L’amateur de cyclisme n’est pas sans connaître l’importance de ces soldats de l’ombre dans le triomphe de leurs leaders. Maîtrisant les bordures, frottant à l’envi, menant le train ou abandonnant leur vélo au profit de leur chef de meute, les équipiers sortent souvent des contours de l’écran, motos et hélicoptères les laissant se débattre aux confins du peloton et le public les perdant de vue pour mieux acclamer la tête de file au moment du sprint ou du franchissement d’un col. Rares sont ceux qui auront, un jour, la chance de lever les bras à l’arrivée, à moins qu’un fait de course ou qu’une générosité soudaine, dans l’oreillette, leur laissent l’opportunité de gagner et de vivre l’allégresse fugace de la victoire.

Grégory Nicolas a pris fait et cause pour ces hommes exposés aux foudres du public ou tapis dans l’anonymat du peloton.
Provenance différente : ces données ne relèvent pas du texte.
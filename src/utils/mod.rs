//! Utility Functions and Diagnostics
//!
//! Startup diagnostics, runtime status, and user-friendly error formatting.
//!
//! ## Diagnostics
//!
//! ```rust,no_run
//! use remote_pointer_server::utils::SystemInfo;
//!
//! let sys_info = SystemInfo::gather();
//! sys_info.log(); // Logs: OS, kernel, hostname, CPU count
//! ```
//!
//! [`RuntimeStats`] snapshots uptime and connection counts; the `/health`
//! endpoint and the shutdown summary both read from it.
//!
//! ## Error Formatting
//!
//! ```rust,no_run
//! use remote_pointer_server::utils::format_user_error;
//!
//! # fn run() -> anyhow::Result<()> { Ok(()) }
//! if let Err(e) = run() {
//!     eprintln!("{}", format_user_error(&e));
//! }
//! ```
//!
//! Error categories with context-aware help:
//! - Network errors → Port conflicts, address format
//! - Config errors → Syntax, value ranges
//! - Pointer errors → Backend name, screen size

pub mod diagnostics;
pub mod errors;

pub use diagnostics::{log_startup_diagnostics, RuntimeStats, SystemInfo};
pub use errors::format_user_error;
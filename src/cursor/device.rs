//! Pointer device primitives
//!
//! The operations a platform backend must provide. Every backend drives a
//! single physical (or virtual) cursor; callers never talk to a backend
//! directly but go through [`PlatformCursor`](super::PlatformCursor), which
//! serializes access.

use thiserror::Error;

/// Result type for pointer device operations
pub type Result<T> = std::result::Result<T, PlatformError>;

/// Pointer device error types
#[derive(Error, Debug, Clone, PartialEq, Eq)]
pub enum PlatformError {
    /// Backend could not be reached (display server gone, permission revoked)
    #[error("Pointer backend unavailable: {0}")]
    Unavailable(String),

    /// Backend rejected a single operation
    #[error("Pointer operation failed: {0}")]
    OperationFailed(String),
}

/// Mouse buttons a remote client can drive
#[derive(Debug, Clone, Copy, PartialEq, Eq, Hash)]
pub enum MouseButton {
    /// Left mouse button
    Left,
    /// Right mouse button
    Right,
}

/// Button position
#[derive(Debug, Clone, Copy, PartialEq, Eq, Hash)]
pub enum ButtonState {
    /// Released
    Up,
    /// Held down
    Down,
}

impl ButtonState {
    /// Parse the wire spelling (`down` / `up`)
    pub fn parse(value: &str) -> Option<Self> {
        match value {
            "down" => Some(ButtonState::Down),
            "up" => Some(ButtonState::Up),
            _ => None,
        }
    }
}

/// Click gestures the platform performs as a single primitive
#[derive(Debug, Clone, Copy, PartialEq, Eq, Hash)]
pub enum ClickKind {
    /// Left button press + release
    Left,
    /// Right button press + release
    Right,
    /// Two left clicks within the platform double-click interval
    Double,
}

impl ClickKind {
    /// Parse the wire spelling (`left` / `right` / `double`)
    pub fn parse(name: &str) -> Option<Self> {
        match name {
            "left" => Some(ClickKind::Left),
            "right" => Some(ClickKind::Right),
            "double" => Some(ClickKind::Double),
            _ => None,
        }
    }

    /// Wire spelling
    pub fn as_str(&self) -> &'static str {
        match self {
            ClickKind::Left => "left",
            ClickKind::Right => "right",
            ClickKind::Double => "double",
        }
    }
}

/// Primitive cursor operations provided by a platform backend
///
/// Implementations are driven from one thread at a time; the
/// [`PlatformCursor`](super::PlatformCursor) handle holds the lock.
#[cfg_attr(test, mockall::automock)]
pub trait PointerDevice: Send {
    /// Warp the cursor to an absolute screen position
    fn move_absolute(&mut self, x: i32, y: i32) -> Result<()>;

    /// Move the cursor by a relative amount
    fn move_relative(&mut self, dx: i32, dy: i32) -> Result<()>;

    /// Press or release a button
    fn set_button(&mut self, button: MouseButton, state: ButtonState) -> Result<()>;

    /// Perform a complete click gesture
    fn click(&mut self, kind: ClickKind) -> Result<()>;

    /// Screen dimensions in pixels (width, height)
    fn screen_size(&mut self) -> Result<(i32, i32)>;

    /// Current cursor position
    fn position(&mut self) -> Result<(i32, i32)>;
}
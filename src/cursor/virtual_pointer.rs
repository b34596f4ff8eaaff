//! In-memory pointer backend
//!
//! Tracks position and button state without touching the host display. Used
//! for headless runs, the self-test, and tests. Every operation is appended to
//! a shared [`PointerLog`] so callers can see exactly what was dispatched. The
//! log keeps only the most recent [`DEFAULT_LOG_CAPACITY`] events.
//!
//! The virtual screen does not confine the cursor: a move outside the screen
//! is recorded as requested. Confinement is the pipeline's job.

use parking_lot::Mutex;
use std::collections::VecDeque;
use std::sync::Arc;
use tracing::trace;

use super::device::{ButtonState, ClickKind, MouseButton, PointerDevice, Result};

/// One primitive dispatched to the virtual device
#[derive(Debug, Clone, Copy, PartialEq, Eq)]
pub enum PointerEvent {
    /// Absolute warp
    MovedTo {
        /// Target X
        x: i32,
        /// Target Y
        y: i32,
    },
    /// Relative move
    MovedBy {
        /// Horizontal delta
        dx: i32,
        /// Vertical delta
        dy: i32,
    },
    /// Button transition
    Button {
        /// Which button
        button: MouseButton,
        /// New state
        state: ButtonState,
    },
    /// Click gesture
    Click(ClickKind),
}

/// Events retained by a [`PointerLog`] unless configured otherwise
pub const DEFAULT_LOG_CAPACITY: usize = 4096;

/// Shared record of the most recent dispatched events
///
/// Oldest events are dropped once `capacity` is reached.
#[derive(Debug, Clone)]
pub struct PointerLog {
    events: Arc<Mutex<VecDeque<PointerEvent>>>,
    capacity: usize,
}

impl Default for PointerLog {
    fn default() -> Self {
        Self::with_capacity(DEFAULT_LOG_CAPACITY)
    }
}

impl PointerLog {
    /// Log retaining at most `capacity` events (minimum 1)
    pub fn with_capacity(capacity: usize) -> Self {
        let capacity = capacity.max(1);
        let events = VecDeque::with_capacity(capacity.min(DEFAULT_LOG_CAPACITY));
        Self {
            events: Arc::new(Mutex::new(events)),
            capacity,
        }
    }

    fn push(&self, event: PointerEvent) {
        let mut events = self.events.lock();
        if events.len() == self.capacity {
            events.pop_front();
        }
        events.push_back(event);
    }

    /// Maximum number of retained events
    pub fn capacity(&self) -> usize {
        self.capacity
    }

    /// Copy of every retained event, oldest first
    pub fn events(&self) -> Vec<PointerEvent> {
        self.events.lock().iter().copied().collect()
    }

    /// Only the absolute moves, in order
    pub fn absolute_moves(&self) -> Vec<(i32, i32)> {
        self.events
            .lock()
            .iter()
            .filter_map(|event| match event {
                PointerEvent::MovedTo { x, y } => Some((*x, *y)),
                _ => None,
            })
            .collect()
    }

    /// Number of retained events
    pub fn len(&self) -> usize {
        self.events.lock().len()
    }

    /// True if nothing has been dispatched
    pub fn is_empty(&self) -> bool {
        self.events.lock().is_empty()
    }
}

/// Virtual pointer with a fixed-size screen
#[derive(Debug)]
pub struct VirtualPointer {
    width: i32,
    height: i32,
    position: (i32, i32),
    buttons: [bool; 2],
    log: PointerLog,
}

impl VirtualPointer {
    /// Create a pointer at the origin of a `width` × `height` screen
    pub fn new(width: i32, height: i32) -> Self {
        Self {
            width,
            height,
            position: (0, 0),
            buttons: [false; 2],
            log: PointerLog::default(),
        }
    }

    /// Start at a given position
    pub fn with_position(mut self, x: i32, y: i32) -> Self {
        self.position = (x, y);
        self
    }

    /// Replace the event log with one retaining `capacity` events
    pub fn with_log_capacity(mut self, capacity: usize) -> Self {
        self.log = PointerLog::with_capacity(capacity);
        self
    }

    /// Handle to this device's event log
    pub fn log(&self) -> PointerLog {
        self.log.clone()
    }

    /// Check if a button is held
    pub fn is_pressed(&self, button: MouseButton) -> bool {
        self.buttons[Self::button_index(button)]
    }

    fn button_index(button: MouseButton) -> usize {
        match button {
            MouseButton::Left => 0,
            MouseButton::Right => 1,
        }
    }
}

impl PointerDevice for VirtualPointer {
    fn move_absolute(&mut self, x: i32, y: i32) -> Result<()> {
        self.position = (x, y);
        self.log.push(PointerEvent::MovedTo { x, y });
        trace!("Virtual pointer at ({}, {})", x, y);
        Ok(())
    }

    fn move_relative(&mut self, dx: i32, dy: i32) -> Result<()> {
        self.position = (
            self.position.0.saturating_add(dx),
            self.position.1.saturating_add(dy),
        );
        self.log.push(PointerEvent::MovedBy { dx, dy });
        Ok(())
    }

    fn set_button(&mut self, button: MouseButton, state: ButtonState) -> Result<()> {
        self.buttons[Self::button_index(button)] = state == ButtonState::Down;
        self.log.push(PointerEvent::Button { button, state });
        Ok(())
    }

    fn click(&mut self, kind: ClickKind) -> Result<()> {
        self.log.push(PointerEvent::Click(kind));
        Ok(())
    }

    fn screen_size(&mut self) -> Result<(i32, i32)> {
        Ok((self.width, self.height))
    }

    fn position(&mut self) -> Result<(i32, i32)> {
        Ok(self.position)
    }
}
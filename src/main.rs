//! Remote Pointer Server
//!
//! Entry point for the server binary.

use anyhow::{Context, Result};
use clap::Parser;
use tracing::info;
use tracing_subscriber::{layer::SubscriberExt, util::SubscriberInitExt};

use remote_pointer_server::config::Config;
use remote_pointer_server::cursor;
use remote_pointer_server::input::{run_self_test, SelfTestOptions};
use remote_pointer_server::server::PointerServer;

/// Command-line arguments for remote-pointer-server
#[derive(Parser, Debug)]
#[command(name = "remote-pointer-server")]
#[command(version, about = "Remote pointer server with motion stabilization", long_about = None)]
pub struct Args {
    /// Configuration file path (built-in defaults when omitted)
    #[arg(short, long)]
    pub config: Option<String>,

    /// Listen address (IP or IP:PORT)
    #[arg(short, long, env = "POINTER_LISTEN_ADDR")]
    pub listen: Option<String>,

    /// Listen port
    #[arg(short, long, env = "POINTER_PORT")]
    pub port: Option<u16>,

    /// Verbose logging (can be specified multiple times)
    #[arg(short, long, action = clap::ArgAction::Count)]
    pub verbose: u8,

    /// Log format (json|pretty|compact)
    #[arg(long, default_value = "pretty")]
    pub log_format: String,

    /// Write logs to file (in addition to stdout)
    #[arg(long)]
    pub log_file: Option<String>,

    /// Trace a square and click once of each kind, then exit
    #[arg(long)]
    pub self_test: bool,
}

#[tokio::main]
async fn main() -> Result<()> {
    let args = Args::parse();

    let config = match load_config(&args) {
        Ok(config) => config,
        Err(e) => {
            eprintln!("{}", remote_pointer_server::utils::format_user_error(&e));
            return Err(e);
        }
    };

    // Guard must live until exit so buffered lines reach the log file
    let _log_guard = init_logging(&args, &config)?;

    info!("════════════════════════════════════════════════════════");
    info!("  remote-pointer-server v{}", env!("CARGO_PKG_VERSION"));
    info!("  Built: {} {}", env!("BUILD_DATE"), env!("BUILD_TIME"));
    info!("  Commit: {}", env!("GIT_HASH"));
    info!("  Profile: {}", if cfg!(debug_assertions) { "debug" } else { "release" });
    info!("════════════════════════════════════════════════════════");

    remote_pointer_server::utils::log_startup_diagnostics(&config);
    tracing::debug!("Config: {:?}", config);

    if args.self_test {
        return self_test(&config).await;
    }

    info!("Initializing server");
    let server = match PointerServer::new(config) {
        Ok(s) => s,
        Err(e) => {
            eprintln!("{}", remote_pointer_server::utils::format_user_error(&e));
            return Err(e);
        }
    };

    if let Err(e) = server.run().await {
        eprintln!("{}", remote_pointer_server::utils::format_user_error(&e));
        return Err(e);
    }

    info!("Server shut down");
    Ok(())
}

fn load_config(args: &Args) -> Result<Config> {
    let config = match &args.config {
        Some(path) => Config::load(path)?,
        None => Config::default_config()?,
    };

    let config = config.with_overrides(args.listen.clone(), args.port);
    config.validate()?;
    Ok(config)
}

async fn self_test(config: &Config) -> Result<()> {
    let cursor =
        cursor::open_backend(&config.pointer).context("Failed to open pointer backend")?;

    let report = run_self_test(cursor, config.motion.clone(), SelfTestOptions::default())
        .await
        .context("Self-test failed")?;

    info!(
        "Self-test passed: {} moves, {} clicks",
        report.positions.len(),
        report.clicks
    );
    Ok(())
}

fn init_logging(
    args: &Args,
    config: &Config,
) -> Result<Option<tracing_appender::non_blocking::WorkerGuard>> {
    use std::fs::File;

    let log_level = match args.verbose {
        0 => config.logging.level.as_str(),
        1 => "debug",
        _ => "trace",
    };

    let env_filter = tracing_subscriber::EnvFilter::try_from_default_env().unwrap_or_else(|_| {
        tracing_subscriber::EnvFilter::new(format!(
            "remote_pointer_server={level},hyper=info,warn",
            level = log_level
        ))
    });

    // --log-file wins over [logging] log_dir
    let (writer, guard) = if let Some(log_file_path) = &args.log_file {
        let file = File::create(log_file_path)
            .with_context(|| format!("Failed to create log file: {}", log_file_path))?;
        let (writer, guard) = tracing_appender::non_blocking(file);
        (Some(writer), Some(guard))
    } else if let Some(log_dir) = &config.logging.log_dir {
        let appender = tracing_appender::rolling::daily(log_dir, "remote-pointer-server.log");
        let (writer, guard) = tracing_appender::non_blocking(appender);
        (Some(writer), Some(guard))
    } else {
        (None, None)
    };

    if let Some(writer) = writer {
        match args.log_format.as_str() {
            "json" => {
                tracing_subscriber::registry()
                    .with(env_filter)
                    .with(
                        tracing_subscriber::fmt::layer()
                            .json()
                            .with_writer(std::io::stdout),
                    )
                    .with(
                        tracing_subscriber::fmt::layer()
                            .json()
                            .with_writer(writer)
                            .with_ansi(false),
                    )
                    .init();
            }
            "compact" => {
                tracing_subscriber::registry()
                    .with(env_filter)
                    .with(
                        tracing_subscriber::fmt::layer()
                            .compact()
                            .with_writer(std::io::stdout),
                    )
                    .with(
                        tracing_subscriber::fmt::layer()
                            .compact()
                            .with_writer(writer)
                            .with_ansi(false),
                    )
                    .init();
            }
            _ => {
                tracing_subscriber::registry()
                    .with(env_filter)
                    .with(
                        tracing_subscriber::fmt::layer()
                            .pretty()
                            .with_writer(std::io::stdout),
                    )
                    .with(
                        tracing_subscriber::fmt::layer()
                            .with_writer(writer)
                            .with_ansi(false),
                    )
                    .init();
            }
        }
    } else {
        match args.log_format.as_str() {
            "json" => {
                tracing_subscriber::registry()
                    .with(env_filter)
                    .with(tracing_subscriber::fmt::layer().json())
                    .init();
            }
            "compact" => {
                tracing_subscriber::registry()
                    .with(env_filter)
                    .with(tracing_subscriber::fmt::layer().compact())
                    .init();
            }
            _ => {
                tracing_subscriber::registry()
                    .with(env_filter)
                    .with(tracing_subscriber::fmt::layer().pretty())
                    .init();
            }
        }
    }

    Ok(guard)
}

#[cfg(test)]
mod tests {
    use super::*;

    #[test]
    fn test_args_defaults() {
        let args = Args::parse_from(["remote-pointer-server"]);
        assert!(args.config.is_none());
        assert_eq!(args.verbose, 0);
        assert_eq!(args.log_format, "pretty");
        assert!(!args.self_test);
    }

    #[test]
    fn test_args_overrides() {
        let args = Args::parse_from([
            "remote-pointer-server",
            "--listen",
            "127.0.0.1",
            "--port",
            "9001",
            "-vv",
            "--self-test",
        ]);
        assert_eq!(args.verbose, 2);
        assert!(args.self_test);

        let config = load_config(&args).unwrap();
        assert_eq!(config.server.listen_addr, "127.0.0.1:9001");
    }
}
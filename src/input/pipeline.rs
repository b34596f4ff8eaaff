//! Motion Pipeline
//!
//! Turns a relative delta from the client into an absolute cursor position.
//!
//! ```text
//! (dx, dy)
//!   └─> StabilizationFilter (optional)  ── suppressed? stop, no platform call
//!       └─> speed scaling (× speed_factor, truncate)
//!           └─> PlatformCursor (one lock held for the rest)
//!               ├─> read current position
//!               ├─> add delta, clamp to screen if enforced
//!               └─> move_absolute
//! ```
//!
//! The current position always comes from the platform, never from the
//! filter's own running estimate, so the pipeline cannot drift away from
//! where the cursor really is (another session, or a local mouse, may have
//! moved it).

use serde::{Deserialize, Serialize};
use std::time::Instant;
use tracing::{debug, info, warn};

use crate::cursor::{ButtonState, ClickKind, MouseButton, PlatformCursor, FALLBACK_SCREEN_SIZE};
use crate::input::error::{InputError, Result};
use crate::stabilizer::{StabilizationConfig, StabilizationFilter};

/// Speed, bounds and logging settings of a pipeline
#[derive(Debug, Clone, PartialEq, Serialize, Deserialize)]
pub struct MotionConfig {
    /// Multiplier applied to every delta (1.0 = unchanged)
    #[serde(default = "default_speed_factor")]
    pub speed_factor: f64,

    /// Keep the cursor inside the screen
    #[serde(default = "default_enforce_bounds")]
    pub enforce_bounds: bool,

    /// Suppress per-event log lines
    #[serde(default)]
    pub silent: bool,

    /// Cached screen width, captured when the pipeline is built
    #[serde(skip)]
    pub screen_width: i32,

    /// Cached screen height, captured when the pipeline is built
    #[serde(skip)]
    pub screen_height: i32,
}

fn default_speed_factor() -> f64 {
    1.0
}
fn default_enforce_bounds() -> bool {
    true
}

impl Default for MotionConfig {
    fn default() -> Self {
        Self {
            speed_factor: default_speed_factor(),
            enforce_bounds: default_enforce_bounds(),
            silent: false,
            screen_width: 0,
            screen_height: 0,
        }
    }
}

impl MotionConfig {
    fn has_screen(&self) -> bool {
        self.screen_width > 0 && self.screen_height > 0
    }

    fn bounds(&self) -> (i32, i32) {
        if self.has_screen() {
            (self.screen_width, self.screen_height)
        } else {
            FALLBACK_SCREEN_SIZE
        }
    }
}

/// Partial update of a [`MotionConfig`]
///
/// Only fields set to `Some` are applied. A speed factor of exactly zero is
/// never applied: zero speed cannot be configured, and such an update leaves
/// the previous factor in place.
#[derive(Debug, Clone, Default, PartialEq)]
pub struct MotionConfigUpdate {
    /// New speed factor
    pub speed_factor: Option<f64>,
    /// New bounds enforcement
    pub enforce_bounds: Option<bool>,
    /// New silent flag
    pub silent: Option<bool>,
}

impl MotionConfigUpdate {
    /// Update only the speed factor
    pub fn speed(speed_factor: f64) -> Self {
        Self {
            speed_factor: Some(speed_factor),
            ..Default::default()
        }
    }

    /// Update only bounds enforcement
    pub fn bounds(enforce_bounds: bool) -> Self {
        Self {
            enforce_bounds: Some(enforce_bounds),
            ..Default::default()
        }
    }

    /// Update only the silent flag
    pub fn silent(silent: bool) -> Self {
        Self {
            silent: Some(silent),
            ..Default::default()
        }
    }
}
Des individus dont l’abnégation est encensée par les experts et dont les écarts sont conspués par la foule. L’auteur trouve dans Équipiers une occasion de se jeter à corps perdu dans l’effort cycliste. Des souvenirs de sa famille (qui a côtoyé Louison Bobet) ou de ses rêves de jeune coureur devait un jour naître une œuvre. La voici finalement. Magistralement. 30 chapitres qui éprouvent et exaltent comme autant d’étapes du Tour. Des épisodes puisés dans le flot des confidences de ceux qui font ou défont les échappées. Forgent ou entravent les trajectoires des meneurs. Ils sont uniques. Ils sont pluriels. Ils sont admirables. Ils sont Pierre RollandPerrig Quemeneur, Geoffrey Soupe, Axel Domont ou Clément Chevrier.

« Perrig ne s’est pas menti, et même s’il a espéré être un très grand coureur, il a vite compris qu’il n’était pas de taille pour jouer les premiers rôles. Et durant les deux premières années, même jouer les seconds rôles lui semblait inaccessible. Il galérait, c’est ce qu’il dit. Il faut dire que la différence entre le milieu amateur et le milieu professionnel est vertigineuse. On sait évidemment la vitesse plus élevée, la distance plus longue, la tactique plus fine. Mais Perrig a dit aussi la gestion des périodes sans courses, ou au contraire l’intensification du rythme des compétitions, le sentiment d’être aspiré par l’arrière à chaque relance du peloton, et la difficulté à récupérer ensuite. Mais aussi la question de ce à quoi il pourrait être bon. Car personne n’en savait rien. Et Perrig pas plus que les autres.
D’abord, on l’a aligné sur des kermesses belges où il a pris bouillons sur bouillons, puis sur des courses comme le Tour de Californie où il s’est fait taper dessus pendant une semaine, et sur des courses prestigieuses où il n’existait pas, mais jamais de grands tours, on n’allait tout de même pas lui donner la place qu’un autre méritait davantage simplement pour le féliciter de sa bonne humeur et de son humour. Il lui fallait gagner sa place. Ça a duré deux ans. »

> Équipiers, Grégory Nicolas, Hugo Sport, 2019, Préface de Romain Bardet et Clément Chevrier

> Grégory Nicolas a connu une carrière cycliste fulgurante dans sa Bretagne natale, le talent insolent de plusieurs de ses homologues du même (jeune) âge l’invitant rapidement à se détourner de la route pour préférer les études, l’enseignement et l’écriture. Après trois romans et un recueil de nouvelles, un livre consacré au cyclisme s’est imposé à lui, au fil des rencontres et des accointances familiales avec des coureurs de renom. Et il s’est remis en selle.